蒲荷和齐元青皆是一惊,齐元青急着追问,“你说什么?”
贺玄有些局促地摆了摆手,“没,没什么。我是说,当初爹明明就有机会救夏家的,可他就是不救。”
这是肯定的,贺文炳官级比夏瑞霖高,朝中也有些势力,联名上书在皇上面前说两句好话,救夏家十分容易。蒲荷和齐元青自然是不信,蒲荷觉着套不出话来,就接着说道:
“可你有一件事想错了。夏瑶,恰巧逃过了满门抄斩。”
“那她现在在何处?”贺玄有些激动地问道。
蒲荷摇了摇头,惋惜地说道:“不,她确实香消玉殒了。因为她知道,此生再无可能与爱人相见相守,于是魂不守舍,在这里失足跌下山崖了。”
蒲荷说着就像贺玄讲述了夏瑶和齐元笙之间的故事,但是她没有办法,只好将这个故事略微改编了一下,以达到警示的作用。
贺玄听着脸色越来越差,最后他竟然大吼着打断了蒲荷。
“够了!蒲姑娘,你实话告诉我,是不是我爹让你们做这些的!”贺玄的声音颤抖着,带了一丝歇斯底里。
蒲荷和齐元青皆是一愣,蒲荷只好摇摇头尴尬地笑着,“不是的。这是真实发生的。”
贺玄摇着头,不自觉后退了两步,眼神里透露出失望,“蒲姑娘,齐兄,我自认为与你们投缘,把你们当作朋友。没想到……你们居然跟我爹是一类人!现在帮着我爹在这劝我!”
蒲荷看着他不停后退,急忙上前抓住了贺玄手腕。“贺小公子,我真的不忍心告诉你,其实连锦她不喜欢你,她一直把你当作恩人看待。你如果能放手,对你对刘姑娘都好。”
贺玄瞪大双眼,不可置信,然后自言自语地安慰自己,“不会的不会的……她明明都答应了……我不想看见你们……”
“贺玄!你听着,连锦出身平凡,如果嫁进贺府,指不定要受多少冷眼陷害,你护得了她一时,却无法方方面面都照顾到。
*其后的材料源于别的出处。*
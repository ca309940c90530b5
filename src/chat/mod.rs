pub mod finalizer;
pub mod history;
pub mod models;
pub mod protocol;
pub mod reply;
mod schema;
pub mod store;

pub use finalizer::{FinalizeParams, SessionFinalizer, CHAT_JOB_TYPE};
pub use history::ChatHistoryManager;
pub use models::{ArchiveOutcome, ChatSession, FinalizeOutcome, MessageGate, SessionState};
pub use protocol::{
    ChatProtocol, ChatSettings, ConnectRequest, MessageRequest, PingRequest, ProtocolError,
    ProtocolResponse, ResponseAction,
};
pub use store::{ChatStateGateway, SqliteChatStore};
”
贺玄渐渐冷静下来,他看着蒲荷,眼里不再是那样干净纯真的少年意气,而是暴戾、厌恶,他挣开蒲荷,走向自己的马,翻身上马调转马头往山下走,也不管蒲荷和齐元青两个人,只留给他们一个背影和一句决绝的话:
“我贺玄要干什么,还轮不到他人指手画脚。我没有你们这样的朋友。”
“诶,贺玄!贺玄!”
“算了,这个结果早该预料到的。不过,他怎么这么大的反应?”齐元青走到蒲荷身边,拍了拍她的肩安慰她。
“是啊……现在情况貌似看上去更糟了……贺玄估计是不会再见我们了。都怪我,非要劝他……”蒲荷越说越自责,眼睛里竟泛起了泪花。